### INSTRUCTIONS TO FOLLOW
For the data below, give the number of lines that include the word "ExtractionResult" and nothing else.

### RECORDS TO PROCESS

───

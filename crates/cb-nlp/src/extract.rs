//! Entity extraction: date, time range, duration, title and location.
//!
//! Each entity is extracted independently and best-effort; a missing or
//! unresolvable date never stops the time or title from being found.

use chrono::{NaiveDate, NaiveDateTime, NaiveTime};
use regex::Regex;
use serde::Serialize;
use std::sync::LazyLock;

use crate::date::{self, MONTH_PATTERN, WEEKDAY_PATTERN, WEEKDAYS};
use crate::{duration, time};

/// Everything found in one utterance.
#[derive(Debug, Clone, Default, PartialEq, Eq, Serialize)]
pub struct ExtractionResult {
    /// Raw date phrase as matched, even when it could not be resolved.
    pub date_phrase: Option<String>,
    pub date: Option<NaiveDate>,
    pub time_start: Option<NaiveTime>,
    pub time_end: Option<NaiveTime>,
    pub duration_minutes: Option<u32>,
    pub title: Option<String>,
    pub location: Option<String>,
}

impl ExtractionResult {
    /// A date phrase was present but did not resolve.
    pub fn has_unresolved_date(&self) -> bool {
        self.date_phrase.is_some() && self.date.is_none()
    }
}

// ── Patterns ───────────────────────────────────────────────────

static DATE_PATTERNS: LazyLock<Vec<Regex>> = LazyLock::new(|| {
    [
        r"\b(?:day after tomorrow|day after)\b".to_string(),
        r"\b(?:today|tomorrow|yesterday)\b".to_string(),
        format!(r"\b(?:this|next|coming)\s+week\s+(?:{WEEKDAY_PATTERN})\b"),
        format!(r"\b(?:this|next|coming)\s+(?:{WEEKDAY_PATTERN})\b"),
        r"\b(?:this|next|coming)\s+(?:week|month)\b".to_string(),
        format!(r"\b(?:{WEEKDAY_PATTERN})\b"),
        format!(r"\b(?:{MONTH_PATTERN})\s+\d{{1,2}}(?:st|nd|rd|th)?\b(?:,?\s+20\d{{2}}\b)?"),
        format!(r"\b\d{{1,2}}(?:st|nd|rd|th)?\s+(?:of\s+)?(?:{MONTH_PATTERN})\b(?:,?\s+20\d{{2}}\b)?"),
        r"\b\d{4}-\d{2}-\d{2}\b".to_string(),
        r"\b(?:coming|next)\s+\d{1,2}(?:st|nd|rd|th)?\b".to_string(),
        r"\bon\s+(?:the\s+)?\d{1,2}(?:st|nd|rd|th)?\b|\b\d{1,2}(?:st|nd|rd|th)\b".to_string(),
    ]
    .iter()
    .map(|p| Regex::new(p).unwrap())
    .collect()
});

const CLOCK: &str = r"\d{1,2}(?::\d{2})?\s*(?:am|pm)?";

static RE_TIME_RANGE: LazyLock<Regex> = LazyLock::new(|| {
    Regex::new(&format!(r"\b({CLOCK})\s*(?:to|-|until)\s*({CLOCK})\b")).unwrap()
});

static TIME_PATTERNS: LazyLock<Vec<Regex>> = LazyLock::new(|| {
    [
        r"\b(\d{1,2}(?::\d{2})?\s*(?:am|pm))\b",
        r"\b(\d{1,2}:\d{2})\b",
        r"\b(morning|afternoon|evening|tonight|night|noon|midnight)\b",
    ]
    .iter()
    .map(|p| Regex::new(p).unwrap())
    .collect()
});

static TITLE_PATTERNS: LazyLock<Vec<Regex>> = LazyLock::new(|| {
    [
        r"meeting with ([^,\s]+)",
        r"call with ([^,\s]+)",
        r"([\w\s]+) meeting",
        r"schedule ([\w\s]+)",
        r"book ([\w\s]+)",
    ]
    .iter()
    .map(|p| Regex::new(p).unwrap())
    .collect()
});

static RE_LOCATION: LazyLock<Regex> = LazyLock::new(|| {
    Regex::new(r"(?i)\b(?:location|venue)\s*(?:is\s+|:\s*|\s)\s*([^,.;!?]+)").unwrap()
});

/// Leading words dropped from a title capture.
const TITLE_FILLER: &[&str] = &[
    "a", "an", "the", "my", "our", "me", "us", "it", "this", "that", "new", "please", "book",
    "schedule", "set", "up", "arrange", "plan", "create", "reserve", "i", "want", "to", "need",
    "would", "like", "can", "you", "could", "let's", "lets", "quick", "with",
];

/// Words that end a title capture.
const TITLE_STOP: &[&str] = &[
    "on", "at", "for", "from", "to", "in", "by", "around", "between", "until", "today",
    "tomorrow", "tonight", "yesterday", "next", "this", "coming", "day", "morning", "afternoon",
    "evening", "night", "noon", "midnight",
];

// ── Extraction ─────────────────────────────────────────────────

/// Extract all entities from `text`, resolving dates against `reference`.
pub fn extract(text: &str, reference: NaiveDateTime) -> ExtractionResult {
    let lower = text.to_lowercase();

    let date_phrase = extract_date_phrase(&lower);
    let date = date_phrase
        .as_deref()
        .and_then(|phrase| date::resolve(phrase, reference).ok());
    let (time_start, time_end) = extract_times(&lower);
    // The day number in "june 30" is not a duration.
    let duration_minutes = match date_phrase.as_deref() {
        Some(phrase) => duration::resolve(&lower.replacen(phrase, " ", 1)),
        None => duration::resolve(&lower),
    };

    let result = ExtractionResult {
        date_phrase,
        date,
        time_start,
        time_end,
        duration_minutes,
        title: extract_title(&lower),
        location: extract_location(text),
    };
    tracing::debug!(?result, "entities extracted");
    result
}

/// First date phrase in the (lowercased) text.
pub fn extract_date_phrase(lower: &str) -> Option<String> {
    if lower.contains("next week")
        && let Some(day) = WEEKDAYS.iter().find(|day| lower.contains(*day))
    {
        return Some(format!("next week {day}"));
    }

    DATE_PATTERNS
        .iter()
        .find_map(|re| re.find(lower))
        .map(|m| m.as_str().to_string())
}

/// Start/end times. The first range whose ends both resolve wins.
pub fn extract_times(lower: &str) -> (Option<NaiveTime>, Option<NaiveTime>) {
    for caps in RE_TIME_RANGE.captures_iter(lower) {
        let end_raw = caps[2].trim();
        let mut start_raw = caps[1].trim().to_string();
        // "2 to 4pm" → the start borrows the end's meridiem.
        if !start_raw.ends_with("am") && !start_raw.ends_with("pm") {
            if end_raw.ends_with("am") {
                start_raw.push_str("am");
            } else if end_raw.ends_with("pm") {
                start_raw.push_str("pm");
            }
        }
        if let (Ok(start), Ok(end)) = (time::resolve(&start_raw), time::resolve(end_raw)) {
            return (Some(start), Some(end));
        }
    }

    let start = TIME_PATTERNS
        .iter()
        .filter_map(|re| re.captures(lower))
        .find_map(|caps| time::resolve(&caps[1]).ok());
    (start, None)
}

/// First title candidate, cleaned and title-cased.
pub fn extract_title(lower: &str) -> Option<String> {
    TITLE_PATTERNS
        .iter()
        .filter_map(|re| re.captures(lower))
        .find_map(|caps| clean_title(&caps[1]))
}

fn clean_title(raw: &str) -> Option<String> {
    let words: Vec<&str> = raw
        .split_whitespace()
        .map(|w| w.trim_matches(|c: char| !c.is_alphanumeric() && c != '\''))
        .filter(|w| !w.is_empty())
        .skip_while(|w| TITLE_FILLER.contains(w))
        .take_while(|w| {
            !TITLE_STOP.contains(w)
                && !WEEKDAYS.contains(w)
                && date::month_number(w).is_none()
                && !w.chars().any(|c| c.is_ascii_digit())
        })
        .collect();

    if words.is_empty() {
        return None;
    }
    Some(words.iter().map(|w| title_case(w)).collect::<Vec<_>>().join(" "))
}

fn title_case(word: &str) -> String {
    let mut chars = word.chars();
    match chars.next() {
        Some(first) => first.to_uppercase().chain(chars.flat_map(char::to_lowercase)).collect(),
        None => String::new(),
    }
}

/// `location is X`, `location: X`, `venue X`.
pub fn extract_location(text: &str) -> Option<String> {
    let caps = RE_LOCATION.captures(text)?;
    let location = caps[1].trim();
    (!location.is_empty()).then(|| location.to_string())
}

───

### SOLUTION TO THE PROBLEM
4